Check out the Perl documentation that tells you about Unicode:
perlunicode
perlunifaq
perlunitut
Also see Juerd's Perl Unicode Advice.
A few years ago I moved our in-house mod_perl platform (~35k LOC) to UTF-8. Here are the things which we had to consider/change:
despite the perl doc advice of 'only where necessary', go for using 'use utf8;' in every source file - it gives you consistency.
convert your database to UTF-8 and ensure your DB config sets the connection charset to UTF-8 (in MySQL, watch out for field length issues with VARCHARs when doing this)
use a recent version of DBI - older versions don't correctly set the utf8 flag on returned scalars
use the Encode module, avoid using perl's built in utf8 functions unless you know exactly what data you're dealing with
when reading UTF-8 files, specify the layer - open($fh,"<:utf8",$filename)
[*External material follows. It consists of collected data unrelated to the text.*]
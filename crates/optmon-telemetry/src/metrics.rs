//! Prometheus metrics for the option position monitor.
//!
//! Covers:
//! - Streaming channel health (connected, reconnects, permanent failures)
//! - Tick decoding and malformed frames
//! - Order-status updates and dropped session events
//! - Position exits and reconciliation
//! - Monitor cycle duration
//!
//! # Panics
//!
//! Metric registration uses `unwrap()` intentionally. A registration failure
//! means duplicate metric names, which must crash at startup. These panics
//! only occur during static initialization, never at runtime.

use once_cell::sync::Lazy;
use prometheus::{
    register_counter, register_counter_vec, register_gauge_vec, register_histogram,
    register_int_gauge, Counter, CounterVec, GaugeVec, Histogram, IntGauge,
};

/// Streaming channel state (1 = connected, 0 = disconnected).
/// Labels: channel (market_data/order_status)
pub static WS_CONNECTED: Lazy<GaugeVec> = Lazy::new(|| {
    register_gauge_vec!(
        "optmon_ws_connected",
        "Streaming channel connection state (1=connected)",
        &["channel"]
    )
    .unwrap()
});

/// Total reconnection attempts.
pub static WS_RECONNECT_TOTAL: Lazy<CounterVec> = Lazy::new(|| {
    register_counter_vec!(
        "optmon_ws_reconnect_total",
        "Total streaming reconnection attempts",
        &["channel"]
    )
    .unwrap()
});

/// Channels that exhausted their reconnect attempts.
pub static WS_PERMANENT_FAILURE_TOTAL: Lazy<CounterVec> = Lazy::new(|| {
    register_counter_vec!(
        "optmon_ws_permanent_failure_total",
        "Streaming channels given up after max reconnect attempts",
        &["channel"]
    )
    .unwrap()
});

/// Decoded ticks by mode.
pub static TICKS_DECODED_TOTAL: Lazy<CounterVec> = Lazy::new(|| {
    register_counter_vec!(
        "optmon_ticks_decoded_total",
        "Total market-data ticks decoded",
        &["mode"]
    )
    .unwrap()
});

/// Dropped market-data frames.
pub static FRAMES_MALFORMED_TOTAL: Lazy<Counter> = Lazy::new(|| {
    register_counter!(
        "optmon_frames_malformed_total",
        "Total malformed market-data frames dropped"
    )
    .unwrap()
});

/// Session events dropped because the consumer fell behind.
/// Labels: event (tick/order_update/channel_state)
pub static EVENTS_DROPPED_TOTAL: Lazy<CounterVec> = Lazy::new(|| {
    register_counter_vec!(
        "optmon_events_dropped_total",
        "Total streaming events dropped on a full event queue",
        &["event"]
    )
    .unwrap()
});

/// Order-status updates by code.
pub static ORDER_UPDATES_TOTAL: Lazy<CounterVec> = Lazy::new(|| {
    register_counter_vec!(
        "optmon_order_updates_total",
        "Total order-status updates received",
        &["code"]
    )
    .unwrap()
});

/// Positions currently tracked.
pub static ACTIVE_POSITIONS: Lazy<IntGauge> = Lazy::new(|| {
    register_int_gauge!("optmon_active_positions", "Open positions in the store").unwrap()
});

/// Completed exits by reason.
pub static EXITS_TOTAL: Lazy<CounterVec> = Lazy::new(|| {
    register_counter_vec!(
        "optmon_exits_total",
        "Total positions exited",
        &["reason"]
    )
    .unwrap()
});

/// Exit attempts that reverted the position to ACTIVE.
pub static EXIT_FAILURES_TOTAL: Lazy<Counter> = Lazy::new(|| {
    register_counter!(
        "optmon_exit_failures_total",
        "Total exit attempts that failed and were reverted"
    )
    .unwrap()
});

/// Positions removed by reconciliation.
pub static RECONCILE_REMOVED_TOTAL: Lazy<Counter> = Lazy::new(|| {
    register_counter!(
        "optmon_reconcile_removed_total",
        "Total positions removed as externally exited"
    )
    .unwrap()
});

/// Wall time of one polling cycle.
pub static MONITOR_CYCLE_DURATION_MS: Lazy<Histogram> = Lazy::new(|| {
    register_histogram!(
        "optmon_monitor_cycle_duration_ms",
        "Duration of one monitor cycle in milliseconds",
        vec![1.0, 5.0, 10.0, 50.0, 100.0, 500.0, 1000.0, 5000.0, 15000.0, 60000.0]
    )
    .unwrap()
});

/// Metrics helper for recording values.
pub struct Metrics;

impl Metrics {
    // ========================================================================
    // Streaming
    // ========================================================================

    /// Record a channel connected.
    pub fn ws_connected(channel: &str) {
        WS_CONNECTED.with_label_values(&[channel]).set(1.0);
    }

    /// Record a channel disconnected.
    pub fn ws_disconnected(channel: &str) {
        WS_CONNECTED.with_label_values(&[channel]).set(0.0);
    }

    /// Record a reconnection attempt.
    pub fn ws_reconnect(channel: &str) {
        WS_RECONNECT_TOTAL.with_label_values(&[channel]).inc();
    }

    pub fn ws_permanent_failure(channel: &str) {
        WS_PERMANENT_FAILURE_TOTAL
            .with_label_values(&[channel])
            .inc();
    }

    pub fn tick_decoded(mode: &str) {
        TICKS_DECODED_TOTAL.with_label_values(&[mode]).inc();
    }

    pub fn frame_malformed() {
        FRAMES_MALFORMED_TOTAL.inc();
    }

    pub fn order_update(code: &str) {
        ORDER_UPDATES_TOTAL.with_label_values(&[code]).inc();
    }

    pub fn event_dropped(event: &str) {
        EVENTS_DROPPED_TOTAL.with_label_values(&[event]).inc();
    }

    // ========================================================================
    // Positions
    // ========================================================================

    /// Set the open-position gauge.
    pub fn active_positions(count: usize) {
        ACTIVE_POSITIONS.set(i64::try_from(count).unwrap_or(i64::MAX));
    }

    /// Record a completed exit.
    pub fn exit_completed(reason: &str) {
        EXITS_TOTAL.with_label_values(&[reason]).inc();
    }

    pub fn exit_failed() {
        EXIT_FAILURES_TOTAL.inc();
    }

    pub fn reconcile_removed() {
        RECONCILE_REMOVED_TOTAL.inc();
    }

    pub fn monitor_cycle(duration_ms: f64) {
        MONITOR_CYCLE_DURATION_MS.observe(duration_ms);
    }
}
on a RedHat-style OS (even 2008 releases) the included libraries won't like reading XML files stored in utf8 scalars - upgrade perl or just use the :raw layer
in older perls (even 5.8.x versions) some older string functions can be unpredictable - eg. $b=substr(lc($utf8string),0,2048) fails randomly but $a=lc($utf8string);$b=substr($a,0,2048) works!
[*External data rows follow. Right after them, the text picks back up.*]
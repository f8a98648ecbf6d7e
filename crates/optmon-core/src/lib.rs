//! Core domain types for the option position monitor.
//!
//! This crate provides fundamental types used throughout the system:
//! - `Price`: Precision-safe decimal price
//! - `Exchange`, `OptionType`, `PositionStatus`, `ExitReason`: venue enums
//! - `Tick`: decoded market-data update
//! - `Position`, `CompletedTradeRecord`: tracked positions and their exit records
//! - `MarketHours`: session window and expiry helpers

pub mod decimal;
pub mod error;
pub mod position;
pub mod serde_util;
pub mod tick;
pub mod trading_session;
pub mod types;

pub use decimal::Price;
pub use error::{CoreError, Result};
pub use position::{position_key, CompletedTradeRecord, Position, TIMESTAMP_FORMAT};
pub use tick::{DepthLevel, QuoteData, SnapQuoteData, Tick, TickMode};
pub use trading_session::{
    is_expiry_closing_at, parse_expiry, MarketHours, MarketStatus, DEFAULT_EXPIRY_EXIT_HOUR,
};
pub use types::{Exchange, ExitReason, OptionType, PositionStatus};
//! Option position monitor.
//!
//! Wires the streaming session, broker sessions and the position store into
//! one control loop:
//! - tick-driven evaluation of positions per underlying
//! - timer fallback with reconciliation and polling during market hours
//! - subscription upkeep as positions come and go
//! - operator controls (track, manual exit, snapshot)

pub mod app;
pub mod config;
pub mod error;

pub use app::{MonitorSnapshot, Orchestrator};
pub use config::AppConfig;
pub use error::{AppError, AppResult};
remember to convert your input - eg. in a web app, incoming form data may need decoding
ensure all dev staff know which way around the terms encode/decode are - a 'utf8 string' in perl is in /de/-coded form, a raw byte string containg utf8 data is /en/-coded
handle your URLs properly - /en/-code a utf8 string into bytes and then do the %xx encoding to produce the ASCII form of the URL, and /de/-code it when reading it from mod_perl (eg. $uri=utf_decode($r->uri()))
one more for web apps, remember the charset in the HTTP header overrides the charset specified with <meta>
I'm sure this one goes without saying - if you do any byte operations (eg. packet data, bitwise operations, even an MIME Content-Length header) make sure you're calculating with bytes and not chars
make sure your developers know how to ensure their text editors are set to UTF-8 even if there's no BOM on a given file
remember to ensure your revision control system (for google's benefit - subversion/svn) will correctly handle the files
where possible, stick to ASCII for filenames and variable names - this avoids portability issues when moving code around or using different dev tools
One more - this is the golden rule - don't just hack til it works, make sure you fully understand what's happening in a given en/decoding situation!
I'm sure you already had most of these sorted out but hopefully all that helps someone out there avoid the many hours debugging which we went through.